About $14 billion is spent every year to jail Americans who haven’t been convicted, according to Arnold Ventures. Cadogan says the country’s bail system penalizes the poor and minorities because when on bail is an option, the fees charged to these groups are out of whack. African-American men typically pay 35% more in bail fees compared to white men charged with the same crime, according to the foundation.
The $39 million in grants from Arnold Ventures was announced Tuesday as part of a larger initiative to tackle several criminal justice issues, including mental health services as a replacement for prosecution and public defender caseloads, among other “pretrial justice reform” issues.

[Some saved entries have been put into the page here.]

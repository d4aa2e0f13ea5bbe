//! Traffic counter queries
//!
//! Queries read and reset: each call returns the traffic accumulated since
//! the previous call, not a running total.

use tracing::debug;
use tunpoint_engine::{inbound_traffic_counter, StatsManager, TrafficDirection};

/// Read the `direction` counter of `inbound_tag` and reset it to zero.
///
/// Returns 0 when no stats manager is attached or the counter does not exist.
pub fn read_and_reset(
    manager: Option<&dyn StatsManager>,
    inbound_tag: &str,
    direction: TrafficDirection,
) -> i64 {
    let Some(manager) = manager else {
        return 0;
    };
    match manager.counter(&inbound_traffic_counter(inbound_tag, direction)) {
        Some(counter) => counter.set(0),
        None => 0,
    }
}

/// Host-facing variant taking the direction as `uplink` or `downlink`.
/// Any other direction reads 0.
pub fn query(manager: Option<&dyn StatsManager>, inbound_tag: &str, direction: &str) -> i64 {
    match direction.parse::<TrafficDirection>() {
        Ok(direction) => read_and_reset(manager, inbound_tag, direction),
        Err(e) => {
            debug!("Counter query for {}: {}", inbound_tag, e);
            0
        }
    }
}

Former hedge fund manager Arnold founded Arnold Ventures with his wife Laura as the Laura & John Arnold Foundation in 2010 to “solve persistent problems in society.” In January the foundation, which says it has given out more than $1 billion in grants to date, announced that it was turning itself into a limited-liability corporation, which enables it to invest in for-profit companies and do advocacy as well as continue to make charitable grants. (Other billionaires who’ve chosen to do their philanthropy through an LLC include Mark Zuckerberg and his wife Priscilla Chan, Laurene Powell Jobsand Pierre Omidyar.) John Arnold, worth $3.3 billion on Forbes’ 2019 Billionaires list, made his fortune as an energy trader at Enron before building his own hedge fund, Centaurus Advisors, and then retiring at age 38.
The grants will go toward members of Arnold Ventures’ National Partnership for Pretrial Justice, a group of 26 research, policy and advocacy organizations such as the American Bar Association, Stanford University’s Computational Policy Lab and the nonprofit Center for Court Innovation. This brings the total funding to $48 million between the new and existing Arnold Ventures grants.

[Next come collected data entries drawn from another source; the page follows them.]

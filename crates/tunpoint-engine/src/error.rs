//! Engine errors

use thiserror::Error;

/// Result type alias for engine operations
pub type Result<T> = std::result::Result<T, EngineError>;

/// Errors reported by an engine implementation
#[derive(Debug, Error)]
pub enum EngineError {
    #[error("invalid engine config: {0}")]
    Config(String),

    #[error("failed to construct engine: {0}")]
    Construct(String),

    #[error("failed to start engine: {0}")]
    Start(String),

    #[error("dial {destination} failed: {reason}")]
    Dial { destination: String, reason: String },

    #[error("engine instance is closed")]
    Closed,

    #[error("IO error: {0}")]
    Io(#[from] std::io::Error),
}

Bail reform has been top of mind recently for legislators in California. In August 2018, the state passed a law that would have eliminated cash bail and replaced it with a risk assessment-based system. In January, the law was put on hold, because a referendum challenging it will appear on the November 2020 ballot.
In 2017, New Jersey enacted a sweeping Criminal Justice Reform Act, which also eliminated cash bail. In its first year, the state’s pretrial jail population fell 20%, according to a state judiciary report. New York Governor Andrew Cuomo has also introduced a plan to end cash bail, among other criminal justice reform initiatives.
At Stanford University, researchers plan to use the grant from Arnold Ventures to conduct research on and evaluate the Public Safety Assessment (or PSA), a pretrial risk assessment used by judges to set bail based on factors like a person’s age or criminal history.
“The worst thing about pretrial is that this is all preconviction. This is done under a presumption of innocence and yet people are often stuck [in jail] for an inability to pay,” says Sharad Goel, executive director at the Stanford Computational Policy Lab, which is receiving funding from Arnold Ventures. “The goal is to revamp this and make sure that we are really not making decisions based on finances, but based on risk.”
In addition to bail reform, the grants are intended to look at alternate ways to treat a subset of those accused of crimes. Instead of prosecuting people with mental health or substance abuse issues, many prosecutors can choose to divert these individuals to services that will help them, Cadogan says. Other partner organizations, such as the Pretrial Justice Institute, plan to use the grant money to researchso-called “diversion programs” like these.
“Diversion programs are embedded in a lot of prosecutors offices throughout the country, and the question is, ‘Are we using them enough?’” Cadogan says.
Further grant-funded initiatives include a study by The Public Safety Lab at New York University on the impacts of bail, pretrial detention and counsel practices on defendant-level outcomes across 1,028 counties.